How carbonic anhydrases and pH buffers facilitate the movement of carbon dioxide through biological membranes. Focus on 'Evidence from simultaneous intracellular- and surface-pH transients that carbonic anhydrase II enhances CO2 fluxes across Xenopus oocyte plasma membranes'

摘要

the plasma membrane of a cell provides a physical barrier to the free movement of water, ions, and organic molecules. It also hampers the diffusion of dissolved gases, including oxygen (O2), ammonia (NH3), and carbon dioxide (CO2).
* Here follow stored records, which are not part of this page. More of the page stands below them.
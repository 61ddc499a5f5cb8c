// crates/exercise-gate-core/tests/verifier.rs
// ============================================================================
// Module: Verifier Tests
// Description: Pass/Fail/Error/Timeout classification of candidate runs.
// ============================================================================
//! ## Overview
//! Exercises the verifier with small in-test candidates: correct and stub
//! searches, ordered and unordered outputs, panicking and non-terminating
//! candidates, stateful scripts, and kind mismatches.

#![allow(
    clippy::panic,
    clippy::print_stdout,
    clippy::print_stderr,
    clippy::unwrap_used,
    clippy::expect_used,
    clippy::use_debug,
    clippy::dbg_macro,
    clippy::panic_in_result_fn,
    clippy::unwrap_in_result,
    reason = "Test-only output and panic-based assertions are permitted."
)]

use std::time::Duration;

use exercise_gate_core::Callable;
use exercise_gate_core::Candidate;
use exercise_gate_core::CandidateFault;
use exercise_gate_core::CandidateKind;
use exercise_gate_core::Comparison;
use exercise_gate_core::Contract;
use exercise_gate_core::Expected;
use exercise_gate_core::FaultKind;
use exercise_gate_core::Fixture;
use exercise_gate_core::Observation;
use exercise_gate_core::OperationSpec;
use exercise_gate_core::OutcomeStatus;
use exercise_gate_core::RejectionKind;
use exercise_gate_core::Session;
use exercise_gate_core::Step;
use exercise_gate_core::TopicId;
use exercise_gate_core::ValueShape;
use exercise_gate_core::VariantName;
use exercise_gate_core::Verifier;
use exercise_gate_core::VerifierConfig;
use exercise_gate_core::decode_args;
use exercise_gate_core::expect_no_args;
use serde_json::Value;
use serde_json::json;

// ============================================================================
// SECTION: Helpers
// ============================================================================

fn candidate(topic: &str, variant: &str, kind: CandidateKind, callable: Callable) -> Candidate {
    Candidate {
        topic_id: TopicId::new(topic),
        variant_name: VariantName::new(variant),
        kind,
        callable,
    }
}

fn search_contract() -> Contract {
    Contract::pure(
        "binary-search",
        vec![ValueShape::seq(ValueShape::Int), ValueShape::Int],
        ValueShape::Int,
    )
}

fn search_fixtures() -> Vec<Fixture> {
    vec![
        Fixture::call(vec![json!([-1, 0, 2, 4, 6, 8]), json!(4)], Expected::value(json!(3))),
        Fixture::call(vec![json!([-1, 0, 2, 4, 6, 8]), json!(3)], Expected::not_found()),
        Fixture::call(vec![json!([1]), json!(1)], Expected::value(json!(0))),
    ]
}

fn linear_search() -> Callable {
    Callable::typed(|(items, target): (Vec<i64>, i64)| {
        items.iter().position(|item| *item == target).ok_or(RejectionKind::NotFound)
    })
}

fn fast_verifier() -> Verifier {
    Verifier::new(VerifierConfig {
        fixture_timeout: Duration::from_millis(500),
    })
}

/// Minimal stack session for script tests.
struct VecStack(Vec<Value>);

impl Session for VecStack {
    fn apply(&mut self, op: &str, args: &[Value]) -> Result<Observation, CandidateFault> {
        match op {
            "push" => {
                let (value,): (Value,) = decode_args(args)?;
                self.0.push(value);
                Ok(Observation::unit())
            }
            "pop" => {
                expect_no_args(args)?;
                Ok(Observation::from_option(self.0.pop(), RejectionKind::Empty))
            }
            other => Err(CandidateFault::unsupported_operation(other)),
        }
    }
}

fn stack_contract() -> Contract {
    Contract::stateful("stack", Vec::new())
        .with_operation("push", OperationSpec::new(vec![ValueShape::Any], ValueShape::Any))
        .with_operation("pop", OperationSpec::new(Vec::new(), ValueShape::Any))
}

fn stack_fixture() -> Fixture {
    Fixture::script(
        Vec::new(),
        vec![
            Step::run("push", vec![json!(1)]),
            Step::run("push", vec![json!(2)]),
            Step::expect("pop", Vec::new(), Expected::value(json!(2))),
            Step::expect("pop", Vec::new(), Expected::value(json!(1))),
            Step::expect("pop", Vec::new(), Expected::empty()),
        ],
    )
}

// ============================================================================
// SECTION: Pure Candidates
// ============================================================================

/// A correct candidate passes every fixture.
#[test]
fn correct_candidate_passes() {
    let solution = candidate("binary-search", "linear", CandidateKind::Solution, linear_search());
    let outcomes = fast_verifier().verify(&search_contract(), &solution, &search_fixtures());
    assert_eq!(outcomes.len(), 3);
    assert!(outcomes.iter().all(|outcome| outcome.status == OutcomeStatus::Pass));
    assert_eq!(outcomes[0].observed, Some(Observation::Value(json!(3))));
}

/// A sentinel stub fails where the sentinel differs and passes where it coincides.
#[test]
fn stub_fails_without_erroring() {
    let stub = candidate(
        "binary-search",
        "stub",
        CandidateKind::Stub,
        Callable::typed(|(_items, _target): (Vec<i64>, i64)| -> Result<usize, RejectionKind> {
            Err(RejectionKind::NotFound)
        }),
    );
    let outcomes = fast_verifier().verify(&search_contract(), &stub, &search_fixtures());
    let statuses: Vec<_> = outcomes.iter().map(|outcome| outcome.status).collect();
    assert_eq!(statuses, vec![OutcomeStatus::Fail, OutcomeStatus::Pass, OutcomeStatus::Fail]);
}

/// Ordered outputs reject swapped pairs.
#[test]
fn ordered_contract_rejects_reversed_pair() {
    let contract = Contract::pure(
        "two-sum",
        vec![ValueShape::seq(ValueShape::Int), ValueShape::Int],
        ValueShape::seq(ValueShape::Int),
    );
    let fixtures =
        vec![Fixture::call(vec![json!([2, 7, 11, 15]), json!(9)], Expected::value(json!([0, 1])))];
    let reversed = candidate(
        "two-sum",
        "reversed",
        CandidateKind::Solution,
        Callable::typed(|(_nums, _target): (Vec<i64>, i64)| Ok(vec![1, 0])),
    );
    let outcomes = fast_verifier().verify(&contract, &reversed, &fixtures);
    assert_eq!(outcomes[0].status, OutcomeStatus::Fail);
}

/// Unordered outputs accept permutations and reject different sets.
#[test]
fn unordered_contract_accepts_permutations() {
    let contract = Contract::pure(
        "articulation-points",
        vec![ValueShape::seq(ValueShape::seq(ValueShape::Int))],
        ValueShape::seq(ValueShape::Int),
    )
    .with_comparison(Comparison::Unordered);
    let fixtures = vec![Fixture::call(
        vec![json!([[1, 2, 3], [0, 2], [0, 1], [0, 4], [3]])],
        Expected::value(json!([0, 3])),
    )];
    let permuted = candidate(
        "articulation-points",
        "permuted",
        CandidateKind::Solution,
        Callable::typed(|(_graph,): (Vec<Vec<usize>>,)| Ok(vec![3, 0])),
    );
    let wrong = candidate(
        "articulation-points",
        "wrong",
        CandidateKind::Solution,
        Callable::typed(|(_graph,): (Vec<Vec<usize>>,)| Ok(vec![3])),
    );
    let verifier = fast_verifier();
    assert_eq!(verifier.verify(&contract, &permuted, &fixtures)[0].status, OutcomeStatus::Pass);
    assert_eq!(verifier.verify(&contract, &wrong, &fixtures)[0].status, OutcomeStatus::Fail);
}

/// Re-running a pure candidate yields identical outcomes.
#[test]
fn pure_verification_is_idempotent() {
    let solution = candidate("binary-search", "linear", CandidateKind::Solution, linear_search());
    let verifier = fast_verifier();
    let first = verifier.verify(&search_contract(), &solution, &search_fixtures());
    let second = verifier.verify(&search_contract(), &solution, &search_fixtures());
    assert_eq!(first, second);
}

// ============================================================================
// SECTION: Faults
// ============================================================================

/// A panic is captured as an error, not propagated.
#[test]
fn panic_is_captured_as_error() {
    let panicking = candidate(
        "binary-search",
        "panics",
        CandidateKind::Solution,
        Callable::pure(|_| panic!("index out of range")),
    );
    let outcomes = fast_verifier().verify(&search_contract(), &panicking, &search_fixtures());
    assert!(outcomes.iter().all(|outcome| outcome.status == OutcomeStatus::Error));
    let fault = outcomes[0].fault.as_ref().unwrap();
    assert_eq!(fault.kind, FaultKind::Panic);
    assert!(fault.message.contains("index out of range"));
}

/// A non-terminating candidate times out and later fixtures still run.
#[test]
fn infinite_loop_times_out() {
    let looping = candidate(
        "binary-search",
        "loops",
        CandidateKind::Solution,
        Callable::pure(|inputs| {
            if inputs.get(1) == Some(&json!(4)) {
                loop {
                    std::thread::sleep(Duration::from_millis(50));
                }
            }
            Ok(Observation::Rejected(RejectionKind::NotFound))
        }),
    );
    let verifier = Verifier::new(VerifierConfig {
        fixture_timeout: Duration::from_millis(100),
    });
    let outcomes = verifier.verify(&search_contract(), &looping, &search_fixtures());
    assert_eq!(outcomes[0].status, OutcomeStatus::Timeout);
    assert_eq!(outcomes[1].status, OutcomeStatus::Pass);
    assert_eq!(outcomes[2].status, OutcomeStatus::Fail);
}

/// Inputs that do not decode into the candidate's native types are decode faults.
#[test]
fn undecodable_inputs_are_decode_faults() {
    let strict = candidate(
        "binary-search",
        "strict",
        CandidateKind::Solution,
        Callable::typed(|(items,): (Vec<i64>,)| Ok(items.len())),
    );
    let outcomes = fast_verifier().verify(&search_contract(), &strict, &search_fixtures());
    assert_eq!(outcomes[0].status, OutcomeStatus::Error);
    assert_eq!(outcomes[0].fault.as_ref().unwrap().kind, FaultKind::Decode);
}

/// Stateful callables under pure contracts are incompatible.
#[test]
fn determinism_mismatch_is_incompatible() {
    let stateful = candidate(
        "binary-search",
        "stateful",
        CandidateKind::Solution,
        Callable::stateful(|_| Ok(Box::new(VecStack(Vec::new())))),
    );
    let outcomes = fast_verifier().verify(&search_contract(), &stateful, &search_fixtures());
    assert!(outcomes.iter().all(|outcome| {
        outcome.status == OutcomeStatus::Error
            && outcome.fault.as_ref().map(|fault| fault.kind) == Some(FaultKind::Incompatible)
    }));
}

// ============================================================================
// SECTION: Stateful Candidates
// ============================================================================

/// A correct session passes a script with interleaved expectations.
#[test]
fn stateful_script_passes() {
    let stack = candidate(
        "stack",
        "vec",
        CandidateKind::Solution,
        Callable::stateful(|args| {
            expect_no_args(args)?;
            Ok(Box::new(VecStack(Vec::new())))
        }),
    );
    let outcomes = fast_verifier().verify(&stack_contract(), &stack, &[stack_fixture()]);
    assert_eq!(outcomes[0].status, OutcomeStatus::Pass);
}

/// The first mismatching step is reported.
#[test]
fn stateful_failure_reports_step() {
    let forgetful = candidate(
        "stack",
        "forgetful",
        CandidateKind::Stub,
        Callable::stateful(|_| Ok(Box::new(Forgetful))),
    );
    let outcomes = fast_verifier().verify(&stack_contract(), &forgetful, &[stack_fixture()]);
    assert_eq!(outcomes[0].status, OutcomeStatus::Fail);
    assert_eq!(outcomes[0].step, Some(2));
    assert_eq!(outcomes[0].observed, Some(Observation::Rejected(RejectionKind::Empty)));
}

/// Session that accepts pushes and never returns anything.
struct Forgetful;

impl Session for Forgetful {
    fn apply(&mut self, op: &str, _args: &[Value]) -> Result<Observation, CandidateFault> {
        match op {
            "push" => Ok(Observation::unit()),
            _ => Ok(Observation::Rejected(RejectionKind::Empty)),
        }
    }
}

/// A panicking step is reported as an error at that step.
#[test]
fn stateful_panic_reports_step() {
    let fragile = candidate(
        "stack",
        "fragile",
        CandidateKind::Solution,
        Callable::stateful(|_| Ok(Box::new(Fragile(0)))),
    );
    let outcomes = fast_verifier().verify(&stack_contract(), &fragile, &[stack_fixture()]);
    assert_eq!(outcomes[0].status, OutcomeStatus::Error);
    assert_eq!(outcomes[0].step, Some(1));
}

/// Session that panics on its second operation.
struct Fragile(usize);

impl Session for Fragile {
    fn apply(&mut self, _op: &str, _args: &[Value]) -> Result<Observation, CandidateFault> {
        self.0 += 1;
        assert!(self.0 < 2, "fragile session broke");
        Ok(Observation::unit())
    }
}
For each molecular species that passively crosses the plasma membrane, there are several key factors that affect its movement: 7) the permeability coefficient of the membrane (with its complement of lipids and proteins) to the particular molecule, 2) the concentration gradient of the molecule between the two compartments, and 3) an additional barrier created by unstirred layers of solution adjacent to the membrane, which reduces diffusion from the bulk solution to the plasma membrane. Reduced diffusion through unstirred layers often prevents a direct measurement of the true membrane permeability. In fact, because of their large size, which usually exceeds the membrane thickness by several orders of magnitude, unstirred layers may make an appreciable contribution to the overall resistance to the flux of gases (4). Note that this is in contrast to ions and other solutes (for which the membrane is often the only significant resistance), because the membrane permeability to them is much smaller than that of CO2, for example.